Before the outbreak of the Civil War, Alexandria County (renamed Arlington County in 1920), the county in Virginia closest to Washington, D.C., was a predominantly rural area. Originally part of the District of Columbia, the land now comprising the county was retroceded to Virginia in a July 9, 1846 act of Congress that took effect in 1847. Most of the county is hilly, and at the time, most of the county's population was concentrated in the city of Alexandria, at the far southeastern corner of the county. In 1861, the rest of the county largely consisted of scattered farms, the occasional house, fields for grazing livestock, and Arlington House, owned by Mary Custis, wife of Robert E. Lee.

Following the surrender of Fort Sumter in Charleston, South Carolina, on April 14, 1861, new American president Abraham Lincoln declared that "an insurrection existed," and called for 75,000 troops to be called up to quash the rebellion. The move sparked resentment in many other southern states, which promptly moved to convene discussions of secession. The Virginia State Convention passed "an ordinance of secession" and ordered a May 23 referendum to decide whether or not the state should secede from the Union. The U.S. Army responded by creating the Department of Washington, which united all Union troops in the District of Columbia and Maryland under one command.

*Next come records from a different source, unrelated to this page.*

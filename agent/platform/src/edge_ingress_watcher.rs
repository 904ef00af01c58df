//! Converges platform-held edge ingresses into cluster resources.
//!
//! Each edge ingress materialises as its custom resource, a child Ingress
//! bound to the tunnel entry point, and TLS secrets holding the
//! platform-issued certificates. Children carry owner references so
//! deleting the EdgeIngress garbage-collects the rest.

use crate::client::{EdgeIngressResource, PlatformClient};
use crate::secrets;
use ahash::AHashMap as HashMap;
use chrono::{SecondsFormat, Utc};
use hub_agent_core::spec_hash;
use k8s_openapi::api::networking::v1::{
    HTTPIngressPath, HTTPIngressRuleValue, IngressBackend, IngressRule, IngressServiceBackend,
    IngressSpec, IngressTLS, ServiceBackendPort,
};
use hub_agent_k8s_api::edge_ingress::{
    EdgeIngressAcp, EdgeIngressConnection, EdgeIngressService, EdgeIngressSpec, EdgeIngressStatus,
};
use hub_agent_k8s_api::{
    annotations, Api, Client, DeleteParams, EdgeIngress, Ingress, ObjectMeta, OwnerReference,
    Patch, PatchParams, PostParams, Resource, ResourceExt,
};
use kube::runtime::reflector::Store;
use std::collections::BTreeMap;
use std::sync::Arc;
use std::time::Duration;
use tokio::time;
use tracing::{debug, info, warn};

const FIELD_MANAGER: &str = "hub-agent";

pub struct EdgeIngressWatcher {
    platform: Arc<PlatformClient>,
    client: Client,
    store: Store<EdgeIngress>,
    agent_namespace: String,
    period: Duration,
}

impl EdgeIngressWatcher {
    pub fn new(
        platform: Arc<PlatformClient>,
        client: Client,
        store: Store<EdgeIngress>,
        agent_namespace: String,
        period: Duration,
    ) -> Self {
        Self {
            platform,
            client,
            store,
            agent_namespace,
            period,
        }
    }

    pub async fn run(self) {
        if let Err(error) = self.store.wait_until_ready().await {
            warn!(%error, "Edge ingress cache never became ready");
            return;
        }
        let mut interval = time::interval(self.period);
        interval.set_missed_tick_behavior(time::MissedTickBehavior::Delay);
        loop {
            interval.tick().await;
            if let Err(error) = self.tick().await {
                warn!(%error, "Edge ingress sync aborted");
            }
        }
    }

    async fn tick(&self) -> anyhow::Result<()> {
        let fetched = self.platform.get_edge_ingresses().await?;
        let desired = key_by_namespace_name(fetched);

        self.sync_wildcard_certificate().await;

        let existing: HashMap<String, Arc<EdgeIngress>> = self
            .store
            .state()
            .into_iter()
            .filter_map(|obj| {
                let ns = obj.namespace()?;
                Some((format!("{ns}/{}", obj.name_unchecked()), obj))
            })
            .collect();

        for (key, resource) in &desired {
            if let Err(error) = self.sync_one(existing.get(key), resource).await {
                warn!(namespace = %resource.namespace, name = %resource.name, %error,
                    "Failed to sync edge ingress");
                self.mark_connection(resource, EdgeIngressConnection::Down)
                    .await;
            }
        }

        // Deletions happen after all creates and updates.
        for (key, obj) in existing.iter().filter(|(key, _)| !desired.contains_key(*key)) {
            let Some(namespace) = obj.namespace() else {
                continue;
            };
            let api: Api<EdgeIngress> = Api::namespaced(self.client.clone(), &namespace);
            match api.delete(&obj.name_unchecked(), &DeleteParams::default()).await {
                Ok(_) => info!(%key, "Deleted edge ingress"),
                Err(error) => warn!(%key, %error, "Failed to delete edge ingress"),
            }
        }

        Ok(())
    }

    async fn sync_wildcard_certificate(&self) {
        let certificate = match self.platform.get_wildcard_certificate().await {
            Ok(certificate) => certificate,
            Err(error) => {
                warn!(%error, "Failed to fetch wildcard certificate");
                return;
            }
        };
        if let Err(error) = secrets::upsert_tls_secret(
            self.client.clone(),
            &self.agent_namespace,
            secrets::WILDCARD_CERT_SECRET,
            &certificate,
            None,
        )
        .await
        {
            warn!(%error, "Failed to store wildcard certificate");
        }
    }

    async fn sync_one(
        &self,
        current: Option<&Arc<EdgeIngress>>,
        resource: &EdgeIngressResource,
    ) -> anyhow::Result<()> {
        let spec = desired_spec(resource);
        let hash = spec_hash(&spec)?;

        let api: Api<EdgeIngress> = Api::namespaced(self.client.clone(), &resource.namespace);
        let edge_ingress = match current {
            None => {
                let mut obj = EdgeIngress::new(&resource.name, spec);
                obj.metadata.namespace = Some(resource.namespace.clone());
                obj.status = Some(sync_status(resource, &hash));
                let created = api.create(&PostParams::default(), &obj).await?;
                info!(namespace = %resource.namespace, name = %resource.name, "Created edge ingress");
                created
            }
            Some(existing) if !is_synced(existing, &hash) => {
                let patch = serde_json::json!({
                    "spec": spec,
                    "status": sync_status(resource, &hash),
                });
                let updated = api
                    .patch(&resource.name, &PatchParams::default(), &Patch::Merge(&patch))
                    .await?;
                info!(namespace = %resource.namespace, name = %resource.name, "Updated edge ingress");
                updated
            }
            Some(existing) => {
                debug!(namespace = %resource.namespace, name = %resource.name, "Edge ingress up to date");
                existing.as_ref().clone()
            }
        };

        let owner = edge_ingress
            .controller_owner_ref(&())
            .expect("edge ingress has a name and uid");

        if !resource.custom_domains.is_empty() {
            let certificate = self.platform.obtain_certificate(&resource.custom_domains).await?;
            secrets::upsert_tls_secret(
                self.client.clone(),
                &resource.namespace,
                &secrets::custom_domains_secret_name(&resource.name),
                &certificate,
                Some(owner.clone()),
            )
            .await?;
        }

        let ingress = materialise_ingress(resource, owner);
        let ingresses: Api<Ingress> = Api::namespaced(self.client.clone(), &resource.namespace);
        let params = PatchParams::apply(FIELD_MANAGER).force();
        ingresses
            .patch(&resource.name, &params, &Patch::Apply(&ingress))
            .await?;

        self.mark_connection(resource, EdgeIngressConnection::Up).await;
        Ok(())
    }

    async fn mark_connection(&self, resource: &EdgeIngressResource, state: EdgeIngressConnection) {
        let api: Api<EdgeIngress> = Api::namespaced(self.client.clone(), &resource.namespace);
        let patch = serde_json::json!({"status": {"connection": state}});
        if let Err(error) = api
            .patch(&resource.name, &PatchParams::default(), &Patch::Merge(&patch))
            .await
        {
            warn!(namespace = %resource.namespace, name = %resource.name, %error,
                "Failed to update edge ingress connection state");
        }
    }
}

/// Later entries win when the platform returns the same key twice.
fn key_by_namespace_name(
    resources: Vec<EdgeIngressResource>,
) -> HashMap<String, EdgeIngressResource> {
    let mut keyed = HashMap::with_capacity(resources.len());
    for resource in resources {
        keyed.insert(format!("{}/{}", resource.namespace, resource.name), resource);
    }
    keyed
}

fn desired_spec(resource: &EdgeIngressResource) -> EdgeIngressSpec {
    EdgeIngressSpec {
        service: EdgeIngressService {
            name: resource.service.name.clone(),
            port: resource.service.port,
        },
        acp: resource
            .acp
            .as_ref()
            .map(|acp| EdgeIngressAcp {
                name: acp.name.clone(),
            }),
        custom_domains: resource.custom_domains.clone(),
    }
}

fn is_synced(existing: &EdgeIngress, hash: &str) -> bool {
    existing
        .status
        .as_ref()
        .and_then(|status| status.spec_hash.as_deref())
        .map(|current| current == hash)
        .unwrap_or(false)
}

fn sync_status(resource: &EdgeIngressResource, hash: &str) -> EdgeIngressStatus {
    EdgeIngressStatus {
        version: Some(resource.version.clone()),
        synced_at: Some(Utc::now().to_rfc3339_opts(SecondsFormat::Secs, true)),
        spec_hash: Some(hash.to_string()),
        domain: (!resource.domain.is_empty()).then(|| resource.domain.clone()),
        urls: resource.urls.clone(),
        connection: None,
    }
}

/// Builds the child Ingress bound to the tunnel entry point.
fn materialise_ingress(resource: &EdgeIngressResource, owner: OwnerReference) -> Ingress {
    let mut hosts = Vec::new();
    if !resource.domain.is_empty() {
        hosts.push(resource.domain.clone());
    }
    hosts.extend(resource.custom_domains.iter().cloned());

    let backend = IngressBackend {
        service: Some(IngressServiceBackend {
            name: resource.service.name.clone(),
            port: Some(ServiceBackendPort {
                number: Some(i32::from(resource.service.port)),
                ..Default::default()
            }),
        }),
        ..Default::default()
    };

    let rules = hosts
        .iter()
        .map(|host| IngressRule {
            host: Some(host.clone()),
            http: Some(HTTPIngressRuleValue {
                paths: vec![HTTPIngressPath {
                    path: Some("/".to_string()),
                    path_type: "Prefix".to_string(),
                    backend: backend.clone(),
                }],
            }),
        })
        .collect();

    let tls = (!resource.custom_domains.is_empty()).then(|| {
        vec![IngressTLS {
            hosts: Some(resource.custom_domains.clone()),
            secret_name: Some(secrets::custom_domains_secret_name(&resource.name)),
        }]
    });

    Ingress {
        metadata: ObjectMeta {
            name: Some(resource.name.clone()),
            namespace: Some(resource.namespace.clone()),
            labels: Some(BTreeMap::from([(
                annotations::MANAGED_BY.to_string(),
                annotations::MANAGED_BY_VALUE.to_string(),
            )])),
            annotations: Some(BTreeMap::from([
                (
                    annotations::TRAEFIK_ENTRY_POINTS.to_string(),
                    annotations::EDGE_INGRESS_ENTRY_POINT.to_string(),
                ),
                (
                    annotations::TRAEFIK_ROUTER_TLS.to_string(),
                    "true".to_string(),
                ),
            ])),
            owner_references: Some(vec![owner]),
            ..Default::default()
        },
        spec: Some(IngressSpec {
            ingress_class_name: Some(annotations::EDGE_INGRESS_CLASS.to_string()),
            rules: Some(rules),
            tls,
            ..Default::default()
        }),
        status: None,
    }
}

#[cfg(test)]
mod tests {
    use super::*;
    use crate::client::{EdgeIngressAcpRef, EdgeIngressServiceRef};

    fn mk_resource(name: &str, domains: &[&str]) -> EdgeIngressResource {
        EdgeIngressResource {
            namespace: "apps".to_string(),
            name: name.to_string(),
            version: "v1".to_string(),
            service: EdgeIngressServiceRef {
                name: "whoami".to_string(),
                port: 8080,
            },
            acp: Some(EdgeIngressAcpRef {
                name: "my-acp".to_string(),
            }),
            custom_domains: domains.iter().map(|d| d.to_string()).collect(),
            domain: "abc123.hub.example.com".to_string(),
            urls: vec!["https://abc123.hub.example.com".to_string()],
        }
    }

    fn mk_owner() -> OwnerReference {
        OwnerReference {
            api_version: "hub.traefik.io/v1alpha1".to_string(),
            kind: "EdgeIngress".to_string(),
            name: "my-edge".to_string(),
            uid: "uid-1".to_string(),
            controller: Some(true),
            ..Default::default()
        }
    }

    #[test]
    fn second_entry_wins_on_duplicate_keys() {
        let mut a = mk_resource("edge", &[]);
        a.version = "v1".to_string();
        let mut b = mk_resource("edge", &[]);
        b.version = "v2".to_string();

        let keyed = key_by_namespace_name(vec![a, b]);
        assert_eq!(keyed.len(), 1);
        assert_eq!(keyed["apps/edge"].version, "v2");
    }

    #[test]
    fn materialised_ingress_is_owned_and_labelled() {
        let ingress = materialise_ingress(&mk_resource("my-edge", &[]), mk_owner());

        let labels = ingress.metadata.labels.as_ref().unwrap();
        assert_eq!(labels[annotations::MANAGED_BY], annotations::MANAGED_BY_VALUE);

        let owners = ingress.metadata.owner_references.as_ref().unwrap();
        assert_eq!(owners.len(), 1);
        assert_eq!(owners[0].kind, "EdgeIngress");

        let spec = ingress.spec.as_ref().unwrap();
        assert_eq!(
            spec.ingress_class_name.as_deref(),
            Some(annotations::EDGE_INGRESS_CLASS)
        );
        let annotations_map = ingress.metadata.annotations.as_ref().unwrap();
        assert_eq!(
            annotations_map[annotations::TRAEFIK_ENTRY_POINTS],
            annotations::EDGE_INGRESS_ENTRY_POINT
        );
    }

    #[test]
    fn platform_domain_and_custom_domains_become_rules() {
        let ingress = materialise_ingress(
            &mk_resource("my-edge", &["www.example.com"]),
            mk_owner(),
        );
        let rules = ingress.spec.as_ref().unwrap().rules.as_ref().unwrap();
        let hosts: Vec<_> = rules.iter().filter_map(|r| r.host.as_deref()).collect();
        assert_eq!(hosts, vec!["abc123.hub.example.com", "www.example.com"]);
    }

    #[test]
    fn custom_domains_get_a_dedicated_tls_secret() {
        let ingress = materialise_ingress(
            &mk_resource("my-edge", &["www.example.com"]),
            mk_owner(),
        );
        let tls = ingress.spec.as_ref().unwrap().tls.as_ref().unwrap();
        assert_eq!(
            tls[0].secret_name.as_deref(),
            Some("hub-certificate-custom-domains-my-edge")
        );

        let plain = materialise_ingress(&mk_resource("my-edge", &[]), mk_owner());
        assert!(plain.spec.as_ref().unwrap().tls.is_none());
    }

    #[test]
    fn desired_spec_hash_is_stable_across_fetches() {
        let a = spec_hash(&desired_spec(&mk_resource("edge", &["www.example.com"]))).unwrap();
        let b = spec_hash(&desired_spec(&mk_resource("edge", &["www.example.com"]))).unwrap();
        assert_eq!(a, b);
    }
}
//! The outbound tunnel manager.
//!
//! Keeps the set of running tunnels exactly matching the platform's
//! advertised tunnel endpoints. Each tunnel dials a WebSocket to its
//! broker, runs a yamux client session over it, and proxies every accepted
//! stream to the local ingress-controller endpoint.

#![deny(warnings, rust_2018_idioms)]
#![forbid(unsafe_code)]

mod ws;

use ahash::AHashMap as HashMap;
use hub_agent_platform::client::{PlatformClient, TunnelEndpoint};
use std::future::poll_fn;
use std::sync::Arc;
use std::time::Duration;
use thiserror::Error;
use tokio::net::TcpStream;
use tokio::sync::Mutex;
use tokio_tungstenite::connect_async;
use tokio_tungstenite::tungstenite::client::IntoClientRequest;
use tokio_util::compat::FuturesAsyncReadCompatExt;
use tokio_util::sync::CancellationToken;
use tracing::{debug, info, warn};
use ws::WsConn;

#[derive(Debug, Error)]
pub enum TunnelError {
    /// The tunnel was closed on purpose; `Accept` surfaces this instead of
    /// a generic EOF so the serve loop can exit cleanly.
    #[error("listener closed")]
    ListenerClosed,

    #[error("invalid broker endpoint: {0}")]
    BrokerEndpoint(#[from] http::Error),

    #[error("broker handshake failed: {0}")]
    Handshake(#[from] tokio_tungstenite::tungstenite::Error),

    #[error("multiplexer failed: {0}")]
    Mux(#[from] yamux::ConnectionError),
}

struct RunningTunnel {
    broker_endpoint: String,
    shutdown: CancellationToken,
    generation: u64,
}

struct Inner {
    platform: Arc<PlatformClient>,
    token: String,
    /// The in-cluster ingress-controller address streams proxy to. Always
    /// taken from the agent's own configuration; platform-provided cluster
    /// endpoints are advisory only.
    local_endpoint: String,
    tunnels: Mutex<HashMap<String, RunningTunnel>>,
    generations: std::sync::atomic::AtomicU64,
}

pub struct TunnelManager {
    inner: Arc<Inner>,
    period: Duration,
}

impl TunnelManager {
    pub fn new(
        platform: Arc<PlatformClient>,
        token: String,
        local_endpoint: String,
        period: Duration,
    ) -> Self {
        Self {
            inner: Arc::new(Inner {
                platform,
                token,
                local_endpoint,
                tunnels: Mutex::new(HashMap::default()),
                generations: std::sync::atomic::AtomicU64::new(0),
            }),
            period,
        }
    }

    /// Reconciles on start and then periodically until shutdown.
    pub async fn run(self, drain: drain::Watch) {
        let mut interval = tokio::time::interval(self.period);
        interval.set_missed_tick_behavior(tokio::time::MissedTickBehavior::Delay);
        loop {
            tokio::select! {
                _ = interval.tick() => {
                    if let Err(error) = self.reconcile().await {
                        warn!(%error, "Tunnel reconciliation aborted");
                    }
                }
                _ = drain.clone().signaled() => {
                    self.close_all().await;
                    return;
                }
            }
        }
    }

    async fn reconcile(&self) -> anyhow::Result<()> {
        let advertised = self.inner.platform.get_tunnel_endpoints().await?;

        let mut tunnels = self.inner.tunnels.lock().await;
        let running: HashMap<String, String> = tunnels
            .iter()
            .map(|(id, tunnel)| (id.clone(), tunnel.broker_endpoint.clone()))
            .collect();

        let plan = plan(&running, &advertised);
        for id in plan.close {
            if let Some(tunnel) = tunnels.remove(&id) {
                info!(tunnel = %id, "Closing tunnel");
                tunnel.shutdown.cancel();
            }
        }
        for endpoint in plan.launch {
            info!(tunnel = %endpoint.tunnel_id, broker = %endpoint.broker_endpoint, "Launching tunnel");
            let shutdown = CancellationToken::new();
            let generation = self
                .inner
                .generations
                .fetch_add(1, std::sync::atomic::Ordering::Relaxed);
            tunnels.insert(
                endpoint.tunnel_id.clone(),
                RunningTunnel {
                    broker_endpoint: endpoint.broker_endpoint.clone(),
                    shutdown: shutdown.clone(),
                    generation,
                },
            );
            tokio::spawn(run_tunnel(self.inner.clone(), endpoint, shutdown, generation));
        }

        Ok(())
    }

    async fn close_all(&self) {
        let mut tunnels = self.inner.tunnels.lock().await;
        for (id, tunnel) in tunnels.drain() {
            debug!(tunnel = %id, "Closing tunnel on shutdown");
            tunnel.shutdown.cancel();
        }
    }
}

struct Plan {
    launch: Vec<TunnelEndpoint>,
    close: Vec<String>,
}

/// Decides which tunnels to launch and close so the running set matches
/// the advertised set. An advertised tunnel with an empty broker endpoint
/// is skipped, closing any running tunnel with the same ID.
fn plan(running: &HashMap<String, String>, advertised: &[TunnelEndpoint]) -> Plan {
    let mut desired: HashMap<&str, &TunnelEndpoint> = HashMap::default();
    for endpoint in advertised {
        desired.insert(endpoint.tunnel_id.as_str(), endpoint);
    }

    let mut launch = Vec::new();
    let mut close = Vec::new();

    for (id, endpoint) in &desired {
        if endpoint.broker_endpoint.is_empty() {
            if running.contains_key(*id) {
                close.push((*id).to_string());
            }
            continue;
        }
        match running.get(*id) {
            None => launch.push((*endpoint).clone()),
            Some(broker) if broker != &endpoint.broker_endpoint => {
                close.push((*id).to_string());
                launch.push((*endpoint).clone());
            }
            Some(_) => {}
        }
    }

    for id in running.keys() {
        if !desired.contains_key(id.as_str()) {
            close.push(id.clone());
        }
    }

    Plan { launch, close }
}

async fn run_tunnel(
    inner: Arc<Inner>,
    endpoint: TunnelEndpoint,
    shutdown: CancellationToken,
    generation: u64,
) {
    match serve_tunnel(&inner, &endpoint, &shutdown).await {
        Ok(()) | Err(TunnelError::ListenerClosed) => {
            info!(tunnel = %endpoint.tunnel_id, "Tunnel closed")
        }
        Err(error) => {
            warn!(tunnel = %endpoint.tunnel_id, %error, "Tunnel failed; next reconciliation will retry")
        }
    }

    // Drop our registration unless a newer tunnel took the slot.
    let mut tunnels = inner.tunnels.lock().await;
    if tunnels
        .get(&endpoint.tunnel_id)
        .map(|tunnel| tunnel.generation == generation)
        .unwrap_or(false)
    {
        tunnels.remove(&endpoint.tunnel_id);
    }
}

async fn serve_tunnel(
    inner: &Inner,
    endpoint: &TunnelEndpoint,
    shutdown: &CancellationToken,
) -> Result<(), TunnelError> {
    let url = format!(
        "{}/{}",
        endpoint.broker_endpoint.trim_end_matches('/'),
        endpoint.tunnel_id
    );
    let mut request = url.into_client_request()?;
    request.headers_mut().insert(
        http::header::AUTHORIZATION,
        http::HeaderValue::from_str(&format!("Bearer {}", inner.token))
            .map_err(http::Error::from)?,
    );

    // The handshake either upgrades (101) or errors out.
    let (ws, _rsp) = connect_async(request).await?;
    debug!(tunnel = %endpoint.tunnel_id, "Broker handshake complete");

    let mut connection =
        yamux::Connection::new(WsConn::new(ws), yamux::Config::default(), yamux::Mode::Client);

    loop {
        let inbound = poll_fn(|cx| connection.poll_next_inbound(cx));
        tokio::select! {
            _ = shutdown.cancelled() => return Err(TunnelError::ListenerClosed),
            stream = inbound => match stream {
                Some(Ok(stream)) => {
                    let local = inner.local_endpoint.clone();
                    let tunnel_id = endpoint.tunnel_id.clone();
                    tokio::spawn(proxy_stream(stream, local, tunnel_id));
                }
                Some(Err(error)) => return Err(error.into()),
                None => return Ok(()),
            }
        }
    }
}

/// Copies bytes both ways between a tunnel stream and the local endpoint;
/// an error on either side tears down both.
async fn proxy_stream(stream: yamux::Stream, local_endpoint: String, tunnel_id: String) {
    let mut tcp = match TcpStream::connect(&local_endpoint).await {
        Ok(tcp) => tcp,
        Err(error) => {
            warn!(tunnel = %tunnel_id, %local_endpoint, %error, "Failed to dial local endpoint");
            return;
        }
    };

    let mut stream = stream.compat();
    match tokio::io::copy_bidirectional(&mut stream, &mut tcp).await {
        Ok((up, down)) => debug!(tunnel = %tunnel_id, up, down, "Stream closed"),
        Err(error) => debug!(tunnel = %tunnel_id, %error, "Stream failed"),
    }
}

#[cfg(test)]
mod tests {
    use super::*;

    fn ep(id: &str, broker: &str) -> TunnelEndpoint {
        serde_json::from_value::<TunnelEndpoint>(serde_json::json!({
            "tunnelId": id,
            "brokerEndpoint": broker,
        }))
        .unwrap()
    }

    fn running(entries: &[(&str, &str)]) -> HashMap<String, String> {
        entries
            .iter()
            .map(|(id, broker)| (id.to_string(), broker.to_string()))
            .collect()
    }

    #[test]
    fn launches_new_and_closes_stale_tunnels() {
        // Running {A: b1, C: b3}; advertised [{A, b1}, {B, b2}].
        let plan = plan(
            &running(&[("A", "wss://b1"), ("C", "wss://b3")]),
            &[ep("A", "wss://b1"), ep("B", "wss://b2")],
        );

        let launched: Vec<_> = plan.launch.iter().map(|e| e.tunnel_id.as_str()).collect();
        assert_eq!(launched, vec!["B"]);
        assert_eq!(plan.close, vec!["C".to_string()]);
    }

    #[test]
    fn broker_change_closes_and_relaunches() {
        let plan = plan(&running(&[("A", "wss://old")]), &[ep("A", "wss://new")]);
        assert_eq!(plan.close, vec!["A".to_string()]);
        assert_eq!(plan.launch.len(), 1);
        assert_eq!(plan.launch[0].broker_endpoint, "wss://new");
    }

    #[test]
    fn empty_broker_endpoint_skips_and_closes() {
        let first = plan(&running(&[("A", "wss://b1")]), &[ep("A", "")]);
        assert_eq!(first.close, vec!["A".to_string()]);
        assert!(first.launch.is_empty());

        // Not running yet: nothing to do.
        let second = plan(&running(&[]), &[ep("A", "")]);
        assert!(second.close.is_empty());
        assert!(second.launch.is_empty());
    }

    #[test]
    fn unchanged_set_is_a_no_op() {
        let plan = plan(&running(&[("A", "wss://b1")]), &[ep("A", "wss://b1")]);
        assert!(plan.launch.is_empty());
        assert!(plan.close.is_empty());
    }

    #[test]
    fn listener_closed_error_is_distinct() {
        assert_eq!(TunnelError::ListenerClosed.to_string(), "listener closed");
    }
}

Brigadier General J.F.K. Mansfield, commander of the Department of Washington, argued that northern Virginia should be occupied as soon as possible in order to prevent the possibility of the Confederate Army mounting artillery on the hills of Arlington and shelling government buildings in Washington. He also urged the erection of fortifications on the Virginia side of the Potomac River to protect the southern terminuses of the Chain Bridge, Long Bridge, and the Aqueduct Bridge. His superiors approved these recommendations, but decided to wait until after Virginia voted for or against secession.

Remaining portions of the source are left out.